WHAT IS REQUIRED - Your job with the data below: print everything from the line that holds "($name:ident, $prefix:literal) =>" down to the line that holds "layered over the", ends included, exactly, and nothing else.

▬▬▬

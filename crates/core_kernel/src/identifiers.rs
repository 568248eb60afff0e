//! Strongly-typed identifiers for ledger entities
//!
//! Every ledger table is keyed by a `BIGSERIAL`, so identifiers wrap an `i64`.
//! The newtypes keep a loan id from being passed where a schedule id is expected.

use serde::{Deserialize, Serialize};
use std::fmt;
use std::num::ParseIntError;
use std::str::FromStr;

macro_rules! define_id {
    ($name:ident, $prefix:literal) => {
        #[derive(Debug, Clone, Copy, PartialEq, Eq, PartialOrd, Ord, Hash, Serialize, Deserialize)]
        #[serde(transparent)]
        pub struct $name(i64);

        impl $name {
            /// Wraps a raw database key
            pub const fn new(value: i64) -> Self {
                Self(value)
            }

            /// Returns the raw database key
            pub const fn value(&self) -> i64 {
                self.0
            }

            /// Returns the identifier prefix for display
            pub fn prefix() -> &'static str {
                $prefix
            }
        }

        impl fmt::Display for $name {
            fn fmt(&self, f: &mut fmt::Formatter<'_>) -> fmt::Result {
                write!(f, "{}-{}", $prefix, self.0)
            }
        }

        impl FromStr for $name {
            type Err = ParseIntError;

            fn from_str(s: &str) -> Result<Self, Self::Err> {
                // Strip prefix if present
                let raw = s.strip_prefix(concat!($prefix, "-")).unwrap_or(s);
                Ok(Self(raw.parse()?))
            }
        }

        impl From<i64> for $name {
            fn from(value: i64) -> Self {
                Self(value)
            }
        }

        impl From<$name> for i64 {
            fn from(id: $name) -> i64 {
                id.0
            }
        }
    };
}

define_id!(LoanId, "LOAN");
define_id!(PaymentId, "PAY");
define_id!(ScheduleId, "SCH");
//! API configuration
//!
//! Values come from `API_`-prefixed environment variables layered over the
//! defaults below. `DATABASE_URL` is accepted when `API_DATABASE_URL` is unset.

use std::time::Duration;

use serde::Deserialize;

use infra_db::DatabaseConfig;

/// API configuration
#[derive(Debug, Clone, Deserialize)]
#[serde(default)]
pub struct ApiConfig {
    /// Server host
    pub host: String,
    /// Server port
    pub port: u16,
    /// Database URL
    pub database_url: String,
    /// Deployment environment; `production` switches logs to JSON
    pub app_env: String,
    /// Initial log filter
    pub log_level: String,
    /// Page size used when a request omits the limit or exceeds the maximum
    pub paging_limit_default: u32,
    /// Largest page size honored as given
    pub paging_limit_max: u32,
    /// Whole-request budget for posting a payment
    pub payment_timeout_ms: u64,
    pub db_max_connections: u32,
    pub db_min_connections: u32,
    pub db_idle_timeout_secs: u64,
    pub db_max_lifetime_secs: u64,
    pub db_acquire_timeout_secs: u64,
}

impl Default for ApiConfig {
    fn default() -> Self {
        Self {
            host: "0.0.0.0".to_string(),
            port: 8081,
            database_url: "postgres://localhost/billing".to_string(),
            app_env: "development".to_string(),
            log_level: "info".to_string(),
            paging_limit_default: 10,
            paging_limit_max: 100,
            payment_timeout_ms: 3000,
            db_max_connections: 20,
            db_min_connections: 5,
            db_idle_timeout_secs: 300,
            db_max_lifetime_secs: 1800,
            db_acquire_timeout_secs: 5,
        }
    }
}

impl ApiConfig {
    /// Loads configuration from environment
    pub fn from_env() -> Result<Self, config::ConfigError> {
        let mut builder = config::Config::builder()
            .add_source(config::Environment::with_prefix("API").try_parsing(true));

        if std::env::var_os("API_DATABASE_URL").is_none() {
            if let Ok(url) = std::env::var("DATABASE_URL") {
                builder = builder.set_override("database_url", url)?;
            }
        }

        builder.build()?.try_deserialize()
    }

    /// Returns the server address
    pub fn server_addr(&self) -> String {
        format!("{}:{}", self.host, self.port)
    }

    pub fn is_production(&self) -> bool {
        self.app_env.eq_ignore_ascii_case("production")
    }

    pub fn payment_timeout(&self) -> Duration {
        Duration::from_millis(self.payment_timeout_ms)
    }

    /// Applies the paging policy to a requested limit
    ///
    /// A missing, zero or oversized limit falls back to the default.
    pub fn clamp_limit(&self, requested: Option<u32>) -> u32 {
        match requested {
            Some(limit) if limit > 0 && limit <= self.paging_limit_max => limit,
            _ => self.paging_limit_default,
        }
    }

    /// Pool settings for the storage adapter
    pub fn database(&self) -> DatabaseConfig {
        DatabaseConfig::new(&self.database_url)
            .max_connections(self.db_max_connections)
            .min_connections(self.db_min_connections)
            .acquire_timeout(Duration::from_secs(self.db_acquire_timeout_secs))
            .idle_timeout(Duration::from_secs(self.db_idle_timeout_secs))
            .max_lifetime(Duration::from_secs(self.db_max_lifetime_secs))
    }
}

#[cfg(test)]
mod tests {
    use super::*;

    #[test]
    fn test_defaults() {
        let config = ApiConfig::default();
        assert_eq!(config.server_addr(), "0.0.0.0:8081");
        assert_eq!(config.payment_timeout(), Duration::from_secs(3));
        assert!(!config.is_production());
    }

    #[test]
    fn test_limit_clamping() {
        let config = ApiConfig::default();
        assert_eq!(config.clamp_limit(None), 10);
        assert_eq!(config.clamp_limit(Some(0)), 10);
        assert_eq!(config.clamp_limit(Some(1)), 1);
        assert_eq!(config.clamp_limit(Some(100)), 100);
        assert_eq!(config.clamp_limit(Some(101)), 10);
    }
}
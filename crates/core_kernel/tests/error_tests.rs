//! Tests for core_kernel error types

use std::time::Duration;

use core_kernel::error::CoreError;
use core_kernel::PortError;

#[test]
fn test_core_error_validation() {
    let error = CoreError::validation("Invalid input");

    match error {
        CoreError::Validation(msg) => assert_eq!(msg, "Invalid input"),
        _ => panic!("Expected Validation error"),
    }
}

#[test]
fn test_core_error_invalid_cursor_display() {
    let error = CoreError::invalid_cursor("bad base64");
    assert_eq!(error.to_string(), "Invalid cursor: bad base64");
}

#[test]
fn test_port_error_internal_keeps_source() {
    let io = std::io::Error::new(std::io::ErrorKind::Other, "socket closed");
    let error = PortError::internal_with_source("query failed", io);

    let source = std::error::Error::source(&error).expect("source should be kept");
    assert!(source.to_string().contains("socket closed"));
}

#[test]
fn test_port_error_classification_is_by_variant() {
    let errors = vec![
        PortError::not_found("Loan", 1),
        PortError::unique_violation("payments_idempotency_key_key", "dup"),
        PortError::timeout("InsertPayment", Duration::from_secs(2)),
        PortError::connection("refused"),
        PortError::internal("boom"),
    ];

    let not_found = errors.iter().filter(|e| e.is_not_found()).count();
    let unique = errors.iter().filter(|e| e.is_unique_violation()).count();
    let timeouts = errors.iter().filter(|e| e.is_timeout()).count();
    let transient = errors.iter().filter(|e| e.is_transient()).count();

    assert_eq!(not_found, 1);
    assert_eq!(unique, 1);
    assert_eq!(timeouts, 1);
    assert_eq!(transient, 2);
}

#[test]
fn test_timeout_duration_saturates() {
    let error = PortError::timeout("huge", Duration::MAX);
    match error {
        PortError::Timeout { duration_ms, .. } => assert_eq!(duration_ms, u64::MAX),
        _ => panic!("Expected Timeout error"),
    }
}
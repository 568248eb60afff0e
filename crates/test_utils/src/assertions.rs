//! Custom Test Assertions
//!
//! Schedule invariant checks with messages that point at the offending row.

use domain_billing::{AmortizationPlan, Loan, ScheduleEntry};

/// Asserts that a persisted schedule is the complete schedule of `loan`
///
/// # Panics
///
/// Panics if the entry count, sequence numbering, amounts or due-date
/// spacing disagree with the loan.
pub fn assert_schedule_covers_loan(loan: &Loan, entries: &[ScheduleEntry]) {
    assert_eq!(
        entries.len(),
        loan.total_weeks as usize,
        "expected {} schedule rows for {}, found {}",
        loan.total_weeks,
        loan.id,
        entries.len()
    );

    for (index, entry) in entries.iter().enumerate() {
        assert_eq!(entry.loan_id, loan.id, "row {} belongs to another loan", index);
        assert_eq!(entry.sequence as usize, index + 1, "sequence gap at row {}", index);
        assert_eq!(
            entry.amount, loan.weekly_payment_amount,
            "week {} carries {} instead of the installment {}",
            entry.sequence, entry.amount, loan.weekly_payment_amount
        );
        let expected_due = loan.start_date + chrono::Days::new(7 * u64::from(entry.sequence));
        assert_eq!(entry.due_date, expected_due, "week {} is due on the wrong date", entry.sequence);
    }

    let total: i64 = entries.iter().map(|e| e.amount).sum();
    assert_eq!(total, loan.total_payable_amount, "schedule does not sum to the total payable");
}

/// Asserts the arithmetic invariants of a plan
pub fn assert_plan_is_exact(plan: &AmortizationPlan) {
    assert_eq!(
        plan.total_payable,
        plan.terms.principal_amount + plan.total_interest,
        "total payable must be principal plus interest"
    );
    assert_eq!(
        plan.weekly_payment * i64::from(plan.terms.total_weeks),
        plan.total_payable,
        "installments must cover the total payable exactly"
    );
    assert_eq!(plan.installments.len(), plan.terms.total_weeks as usize);
    for pair in plan.installments.windows(2) {
        assert_eq!(pair[1].sequence, pair[0].sequence + 1);
        assert_eq!((pair[1].due_date - pair[0].due_date).num_days(), 7);
    }
}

▬▬▬

SOLUTION FOR THIS PROBLEM -
    ($name:ident, $prefix:literal) => {
        #[derive(Debug, Clone, Copy, PartialEq, Eq, PartialOrd, Ord, Hash, Serialize, Deserialize)]
        #[serde(transparent)]
        pub struct $name(i64);

        impl $name {
            /// Wraps a raw database key
            pub const fn new(value: i64) -> Self {
                Self(value)
            }

            /// Returns the raw database key
            pub const fn value(&self) -> i64 {
                self.0
            }

            /// Returns the identifier prefix for display
            pub fn prefix() -> &'static str {
                $prefix
            }
        }

        impl fmt::Display for $name {
            fn fmt(&self, f: &mut fmt::Formatter<'_>) -> fmt::Result {
                write!(f, "{}-{}", $prefix, self.0)
            }
        }

        impl FromStr for $name {
            type Err = ParseIntError;

            fn from_str(s: &str) -> Result<Self, Self::Err> {
                // Strip prefix if present
                let raw = s.strip_prefix(concat!($prefix, "-")).unwrap_or(s);
                Ok(Self(raw.parse()?))
            }
        }

        impl From<i64> for $name {
            fn from(value: i64) -> Self {
                Self(value)
            }
        }

        impl From<$name> for i64 {
            fn from(id: $name) -> i64 {
                id.0
            }
        }
    };
}

define_id!(LoanId, "LOAN");
define_id!(PaymentId, "PAY");
define_id!(ScheduleId, "SCH");
//! API configuration
//!
//! Values come from `API_`-prefixed environment variables layered over the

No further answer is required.